By understanding the climate of the past, we can better prepare for the future

Atmospheric particles influence cloud formation, atmospheric cooling, and the Earth’s radiation balance. Exploring new particle formation in environments with minimal human influence can help us better understand the future climate, says Federico Bianchi, professor of cryosphere-atmosphere interactions.

What are your research topics?

My research focuses on atmospheric science and atmospheric chemistry, especially on how atmospheric particles form. I also study air pollution and permafrost emissions, and conduct field studies at high-altitude locations worldwide to explore new particle formation in natural environments. 
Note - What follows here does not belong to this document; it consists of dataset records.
impl PathState {
    pub(crate) fn new(format: Arc<PathFormat>) -> Self {
        Self {
            format,
            record: Record::new(),
            directory: String::new(),
            real_directory: String::new(),
            filename: String::new(),
            extension: String::new(),
            prefix: String::new(),
            path: String::new(),
            realpath: String::new(),
            temppath: String::new(),
            delete: false,
            create_directory: false,
        }
    }

    /// The record as last seen, with `extension` rewritten to what the
    /// filename was built from.
    pub fn record(&self) -> &Record {
        &self.record
    }

    pub fn into_record(self) -> Record {
        self.record
    }

    pub fn directory(&self) -> &str {
        &self.directory
    }

    pub fn filename(&self) -> &str {
        &self.filename
    }

    pub fn extension(&self) -> &str {
        &self.extension
    }

    /// Empty, or `"<n>."` after [`enum_file`](Self::enum_file).
    pub fn prefix(&self) -> &str {
        &self.prefix
    }

    pub fn path(&self) -> &str {
        &self.path
    }

    pub fn realpath(&self) -> &Path {
        Path::new(&self.realpath)
    }

    pub fn temppath(&self) -> &Path {
        Path::new(&self.temppath)
    }

    /// Discard the temporary file instead of keeping it on
    /// [`finalize`](Self::finalize).
    pub fn mark_delete(&mut self) {
        self.delete = true;
    }

    pub fn is_marked_delete(&self) -> bool {
        self.delete
    }

    /// Builds the directory. It is created on first use.
    pub fn set_directory(&mut self, record: &Record) -> Result<()> {
        self.record = record.clone();
        let segments = self.format.build_directory(record)?;
        self.directory = self.format.join_directory(&segments);
        self.real_directory = real_directory(&self.directory);
        self.create_directory = true;
        Ok(())
    }

    /// Maps the record's `extension` and builds the filename. A record
    /// without an extension leaves the filename empty until
    /// [`set_extension`](Self::set_extension) or
    /// [`fix_extension`](Self::fix_extension).
    pub fn set_filename(&mut self, record: &Record) -> Result<()> {
        self.record = record.clone();
        self.temppath.clear();
        self.prefix.clear();
        let extension = match record.get("extension") {
            None | Some(Value::Null) => String::new(),
            Some(value) => value.to_string(),
        };
        self.extension = self.format.map_extension(&extension);
        self.record.insert("extension", self.extension.clone());
        match self.extension.is_empty() {
            true => self.filename.clear(),
            false => self.build_path()?,
        }
        Ok(())
    }

    /// Rebuilds the filename with a new extension. With `real` unset the
    /// state keeps its current extension and only the name changes, which is
    /// how prefixes and `.part` names are produced.
    pub fn set_extension(&mut self, extension: &str, real: bool) -> Result<()> {
        let extension = self.format.map_extension(extension);
        self.record.insert("extension", format!("{}{extension}", self.prefix));
        if real {
            self.extension = extension;
        }
        self.build_path()
    }

    /// Gives a file without an extension a name that doesn't end in a dot.
    pub fn fix_extension(&mut self) -> Result<()> {
        if !self.extension.is_empty() {
            return Ok(());
        }
        self.set_extension("", false)?;
        if self.path.ends_with('.') {
            self.path.pop();
            if self.temppath == self.realpath {
                self.temppath.pop();
            }
            self.realpath.pop();
        }
        Ok(())
    }

    pub fn build_path(&mut self) -> Result<()> {
        self.filename = self.format.build_filename(&self.record)?;
        self.path = format!("{}{}", self.directory, self.filename);
        self.realpath = format!("{}{}", self.real_directory, self.filename);
        if self.temppath.is_empty() {
            self.temppath = self.realpath.clone();
        }
        Ok(())
    }

    /// Writes go to a `.part` file, optionally kept in `part_directory`.
    pub fn part_enable(&mut self, part_directory: Option<&Path>) -> Result<()> {
        match self.extension.is_empty() {
            true => self.set_extension("part", false)?,
            false => self.temppath.push_str(PART_SUFFIX),
        }
        if let Some(part_directory) = part_directory {
            let name =
                Path::new(&self.temppath).file_name().ok_or_raise(|| ErrorKind::Io(not_found(&self.temppath)))?;
            self.temppath = part_directory.join(name).to_string_lossy().into_owned();
        }
        Ok(())
    }

    /// Bytes written to the temporary file so far, zero if there is none.
    pub async fn part_size(&self) -> u64 {
        fs::metadata(&self.temppath).await.map(|metadata| metadata.len()).unwrap_or(0)
    }

    /// Whether the final file is already on disk.
    pub async fn exists(&self) -> bool {
        !self.extension.is_empty() && fs::try_exists(&self.realpath).await.unwrap_or(false)
    }

    /// Puts `1.`, `2.`, ... in front of the extension until the name is free.
    #[instrument(skip_all, fields(path = %self.path))]
    pub async fn enum_file(&mut self) -> Result<()> {
        let follows_realpath = self.temppath == self.realpath;
        let extension = self.extension.clone();
        for num in 1..=MAX_ENUMERATION {
            self.prefix = format!("{num}.");
            self.set_extension(&extension, false)?;
            if follows_realpath {
                self.temppath = self.realpath.clone();
            }
            if !fs::try_exists(&self.realpath).await.unwrap_or(false) {
                tracing::debug!(path = %self.path, "enumerated free file name");
                return Ok(());
            }
        }
        exn::bail!(ErrorKind::Enumeration(self.realpath().to_path_buf()))
    }

    async fn create_directories(&mut self) -> Result<()> {
        if self.create_directory {
            fs::create_dir_all(&self.real_directory).await.map_err(ErrorKind::Io)?;
            self.create_directory = false;
        }
        if let Some(parent) = Path::new(&self.temppath).parent()
            && !parent.as_os_str().is_empty()
        {
            fs::create_dir_all(parent).await.map_err(ErrorKind::Io)?;
        }
        Ok(())
    }

    /// Creates missing directories and opens the temporary file for writing,
    /// truncating anything already there.
    pub async fn open(&mut self) -> Result<fs::File> {
        self.create_directories().await?;
        Ok(fs::File::create(&self.temppath).await.map_err(ErrorKind::Io)?)
    }

    /// Opens the temporary file for appending, for resuming a partial download.
    pub async fn open_append(&mut self) -> Result<fs::File> {
        self.create_directories().await?;
        let file = fs::OpenOptions::new().create(true).append(true).open(&self.temppath).await;
        Ok(file.map_err(ErrorKind::Io)?)
    }

    /// Moves the temporary file into place, or removes it if the state was
    /// marked for deletion (a temporary file that was never written is fine).
    /// Then applies `_mtime`, ignoring failures.
    #[instrument(skip_all, fields(path = %self.path))]
    pub async fn finalize(&mut self) -> Result<()> {
        if self.delete {
            self.delete = false;
            tracing::debug!(temppath = %self.temppath, "discarding rejected file");
            if let Err(err) = fs::remove_file(&self.temppath).await
                && err.kind() != std::io::ErrorKind::NotFound
            {
                exn::bail!(ErrorKind::Io(err));
            }
            return Ok(());
        }
        if self.temppath != self.realpath {
            self.create_directories().await?;
            if let Err(err) = fs::rename(&self.temppath, &self.realpath).await {
                tracing::debug!(error = %err, "rename failed, copying instead");
                fs::copy(&self.temppath, &self.realpath).await.map_err(ErrorKind::Io)?;
                fs::remove_file(&self.temppath).await.map_err(ErrorKind::Io)?;
            }
        }
        if self.format.sets_mtime()
            && let Some(mtime) = self.record.get("_mtime").filter(|mtime| mtime.is_truthy())
            && let Err(err) = set_mtime(self.realpath(), mtime).await
        {
            tracing::warn!(error = ?err, "unable to set file modification time");
        }
        Ok(())
    }
}

fn not_found(path: &str) -> std::io::Error {
    std::io::Error::new(std::io::ErrorKind::NotFound, format!("no file name in {path:?}"))
}

#[cfg(windows)]
fn real_directory(directory: &str) -> String {
    let absolute = std::path::absolute(directory).map(|path| path.to_string_lossy().into_owned());
    let mut real = format!(r"\\?\{}", absolute.unwrap_or_else(|_| directory.to_string()));
    if !real.ends_with(MAIN_SEPARATOR) {
        real.push(MAIN_SEPARATOR);
    }
    real
}

#[cfg(not(windows))]
fn real_directory(directory: &str) -> String {
    debug_assert!(directory.is_empty() || directory.ends_with(MAIN_SEPARATOR));
    directory.to_string()
}

/// Integers and floats are UNIX timestamps, strings are RFC 2822 dates.
fn mtime_of(value: &Value) -> Result<SystemTime> {
    let invalid = || ErrorKind::Mtime(value.to_string());
    let datetime = match value {
        Value::Int(seconds) => OffsetDateTime::from_unix_timestamp(*seconds).ok(),
        Value::Float(seconds) if seconds.is_finite() => {
            OffsetDateTime::from_unix_timestamp_nanos((seconds * 1e9) as i128).ok()
        },
        Value::String(date) => OffsetDateTime::parse(date.trim(), &Rfc2822).ok(),
        Value::DateTime(datetime) => Some(datetime.assume_utc()),
        _ => None,
    };
    Ok(SystemTime::from(datetime.ok_or_raise(invalid)?))
}

async fn set_mtime(path: &Path, value: &Value) -> Result<()> {
    let mtime = mtime_of(value)?;
    let file = fs::OpenOptions::new().write(true).open(path).await.map_err(ErrorKind::Io)?;
    file.into_std().await.set_modified(mtime).map_err(ErrorKind::Io)?;
    Ok(())
}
Where and how does the topic of your research have an impact?

My research impacts our understanding of climate change by examining how aerosol particles form and grow in the atmosphere. This is because atmospheric particles influence cloud formation, atmospheric cooling, and the Earth’s radiation balance. 

The studies that I have done at high-altitude locations like the Swiss Alps, Himalayas, and Andes provide insights into aerosol behaviours in regions less influenced by human activity. This helps us understand pre-industrial atmospheric conditions, which is important, as climate change is measured by comparing present-day atmospheric conditions with pre-industrial ones.

What is particularly inspiring in your field right now?

In atmospheric science, the most exciting thing is climate feedback, which is how the atmosphere is changing due to climate change. This doesn’t just mean greenhouse gas emissions such as methane and CO2 but also the compounds that can be emitted by processes triggered by climate change like permafrost emissions, forest emissions during heat wave, and algae bloom.